Last year, an investigation by The Markup and CalMatters, published in collaboration with WIRED, showed that many of those companies placed code on the web pages for making those requests that prevented them from appearing in search results. The “no-index” code tells search engines like Google not to catalog those pages, making it less likely that anyone would see them. Experts said that’s a hurdle for Californians looking to exercise their legal rights. 

Last year’s investigation found 35 data brokers were using the code, 12 of whom soon removed it and allowed their pages to appear in search results.

Today, only eight of those 35 brokers are still hiding their deletion pages, according to another review done by The Markup and CalMatters this week. That includes five major data brokers who came under Senate investigation.

After The Markup and CalMatters published their report, the top Democrat on the Senate Joint Economic Committee minority, New Hampshire Democratic Sen. Maggie Hassan, sent letters to five data brokers questioning them about their practices.

Four of the companies — IQVIA Digital, Comscore, Telesign Corporation and 6sense Insights — engaged with the Senate committee about their practices and agreed to make their pages visible in search, according to a report the committee later released.
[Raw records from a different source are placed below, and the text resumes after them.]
use async_trait::async_trait;
use chrono::Utc;
use diesel::prelude::*;
use diesel::SqliteConnection;
use std::sync::Arc;

use pricesync_core::securities::{NewSecurity, Security, SecurityStore};
use pricesync_core::Result;

use super::model::SecurityDB;
use crate::db::{get_connection, DbPool, WriteHandle};
use crate::errors::IntoCore;
use crate::schema::{daily_prices, securities};

pub struct SecurityRepository {
    pool: Arc<DbPool>,
    writer: WriteHandle,
}

impl SecurityRepository {
    pub fn new(pool: Arc<DbPool>, writer: WriteHandle) -> Self {
        SecurityRepository { pool, writer }
    }
}

#[async_trait]
impl SecurityStore for SecurityRepository {
    async fn upsert_security(&self, security: NewSecurity) -> Result<Security> {
        self.writer
            .exec(move |conn: &mut SqliteConnection| -> Result<Security> {
                let row = SecurityDB::from_new(security, Utc::now().naive_utc());

                diesel::insert_into(securities::table)
                    .values(&row)
                    .on_conflict(securities::symbol)
                    .do_update()
                    .set(row.changeset())
                    .execute(conn)
                    .into_core()?;

                let stored = securities::table
                    .find(&row.symbol)
                    .select(SecurityDB::as_select())
                    .first(conn)
                    .into_core()?;
                Ok(stored.into())
            })
            .await
    }

    async fn delete_security(&self, symbol: &str) -> Result<bool> {
        let symbol = symbol.to_string();
        self.writer
            .exec(move |conn: &mut SqliteConnection| -> Result<bool> {
                // Explicit so the delete does not depend on the foreign_keys pragma.
                diesel::delete(daily_prices::table.filter(daily_prices::symbol.eq(&symbol)))
                    .execute(conn)
                    .into_core()?;
                let removed = diesel::delete(securities::table.find(&symbol))
                    .execute(conn)
                    .into_core()?;
                Ok(removed > 0)
            })
            .await
    }

    fn find_security(&self, symbol: &str) -> Result<Option<Security>> {
        let mut conn = get_connection(&self.pool)?;
        let row = securities::table
            .find(symbol)
            .select(SecurityDB::as_select())
            .first(&mut conn)
            .optional()
            .into_core()?;
        Ok(row.map(Security::from))
    }

    fn list_securities(&self) -> Result<Vec<Security>> {
        let mut conn = get_connection(&self.pool)?;
        let rows = securities::table
            .select(SecurityDB::as_select())
            .order(securities::symbol.asc())
            .load(&mut conn)
            .into_core()?;
        Ok(rows.into_iter().map(Security::from).collect())
    }

    fn list_symbols(&self) -> Result<Vec<String>> {
        let mut conn = get_connection(&self.pool)?;
        securities::table
            .select(securities::symbol)
            .order(securities::symbol.asc())
            .load::<String>(&mut conn)
            .into_core()
    }
}
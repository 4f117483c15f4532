//! Request and response bodies for the HTTP API.

use chrono::NaiveDate;
use serde::{Deserialize, Serialize};

use pricesync_core::sync::{BatchReport, SymbolUpdate, SymbolUpdateResult, UpdateError};

#[derive(Debug, Deserialize)]
#[serde(rename_all = "camelCase")]
pub struct SyncRequest {
    pub symbols: Vec<String>,
    pub concurrency: Option<usize>,
}

#[derive(Debug, Serialize)]
#[serde(rename_all = "camelCase")]
pub struct SymbolResultDto {
    pub symbol: String,
    pub success: bool,
    #[serde(skip_serializing_if = "Option::is_none")]
    pub update: Option<SymbolUpdate>,
    #[serde(skip_serializing_if = "Option::is_none")]
    pub error: Option<UpdateError>,
}

impl From<SymbolUpdateResult> for SymbolResultDto {
    fn from(result: SymbolUpdateResult) -> Self {
        let (update, error) = match result.outcome {
            Ok(update) => (Some(update), None),
            Err(e) => (None, Some(e)),
        };
        Self {
            symbol: result.symbol,
            success: error.is_none(),
            update,
            error,
        }
    }
}

#[derive(Debug, Serialize)]
#[serde(rename_all = "camelCase")]
pub struct BatchReportDto {
    pub total: usize,
    pub succeeded: Vec<String>,
    pub failed: Vec<String>,
    pub success_rate: f64,
    pub results: Vec<SymbolResultDto>,
}

impl From<BatchReport> for BatchReportDto {
    fn from(report: BatchReport) -> Self {
        Self {
            success_rate: report.success_rate(),
            total: report.total,
            succeeded: report.succeeded,
            failed: report.failed,
            results: report.results.into_iter().map(Into::into).collect(),
        }
    }
}

#[derive(Debug, Deserialize)]
pub struct PriceRangeQuery {
    pub from: Option<NaiveDate>,
    pub to: Option<NaiveDate>,
}

#[derive(Debug, Deserialize)]
pub struct CleanupQuery {
    pub before: NaiveDate,
}

#[derive(Debug, Serialize)]
pub struct DeletedResponse {
    pub deleted: usize,
}

#[derive(Debug, Deserialize)]
pub struct SearchQuery {
    pub query: String,
}
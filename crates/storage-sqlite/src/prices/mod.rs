//! SQLite storage implementation for daily price points.

mod model;
mod repository;

pub use model::{DailyPriceDB, DATE_FORMAT};
pub use repository::PriceRepository;
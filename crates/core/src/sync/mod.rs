//! Price synchronization engine.
//!
//! - [`symbol`] - Provider and storage symbol forms
//! - [`config`] - Engine settings
//! - [`model`] - Per-symbol outcomes and batch reports
//! - [`updater`] - One symbol: cache, rate limit, fetch, persist
//! - [`scheduler`] - Many symbols under a concurrency bound
//! - [`service`] - Entry points used by triggers
//! - [`job`] - Paged daily update with retention cleanup
//!
//! # Architecture
//!
//! ```text
//! trigger ─► SyncService ─► BatchScheduler ─► SymbolUpdater ─┬─► ResponseCache
//!                                                             ├─► RateLimiter
//!                                                             ├─► MarketDataProvider
//!                                                             └─► SecurityStore / PriceStore
//! ```

pub mod config;
pub mod job;
pub mod model;
pub mod scheduler;
pub mod service;
pub mod symbol;
pub mod updater;

#[cfg(test)]
mod sync_tests;

pub use config::SyncConfig;
pub use job::{DailyUpdateJob, DailyUpdateOverview, DailyUpdatePolicy, DailyUpdateSummary};
pub use model::{
    price_change, BatchReport, PersistTarget, SymbolSnapshot, SymbolUpdate, SymbolUpdateResult,
    UpdateError, UpdateStep,
};
pub use scheduler::BatchScheduler;
pub use service::{SyncService, SyncServiceTrait};
pub use symbol::{provider_symbol, storage_symbol, ResolvedSymbol};
pub use updater::{quote_cache_key, SymbolUpdater};
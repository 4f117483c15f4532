//! Provider symbol suffix handling.
//!
//! Yahoo identifies the listing venue with a dot suffix ("RELIANCE.NS",
//! "SHOP.TO"). This module knows which suffixes exist and what exchange and
//! currency they stand for.

mod exchange_suffixes;

pub use exchange_suffixes::{
    split_suffix, strip_suffix, suffix_info, ExchangeSuffix, YAHOO_EXCHANGE_SUFFIXES,
};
The report also estimated that consumers have lost more than $20 billion from fraud and identity theft related to broker data breaches. 

In an addendum to their initial findings released last week, the committee said that the fifth company facing questioning, Findem, also belatedly removed its “no-index” code, making its deletion pages visible in search engines. 

One of the data brokers no longer hiding its opt-out page, BrightCheck, has a broken opt-out page and no longer appears on California’s broker registry.

Of the eight brokers still hiding their deletion pages, only one, a company called Fideo, responded to a request for comment about whether they would continue using the code on their pages.

Jason Soni, a spokesperson for Fideo, which uses data for crime and fraud prevention purposes, said the company intentionally “chose not to display the application page itself in Google search results for technical and consumer experience reasons.” Consumers, he said, can make requests starting “from our homepage and public privacy resources, which provide the right context, routing, and instructions for privacy requests,” instead of starting at the application page. 

“Americans deserve a choice over whether their personal data is collected, used, and sold for profit or not,” Hassan said in a statement released alongside the amended report. “Data brokers like Findem have a responsibility to provide that choice with clear, user-friendly opt-out functions and straightforward privacy policies.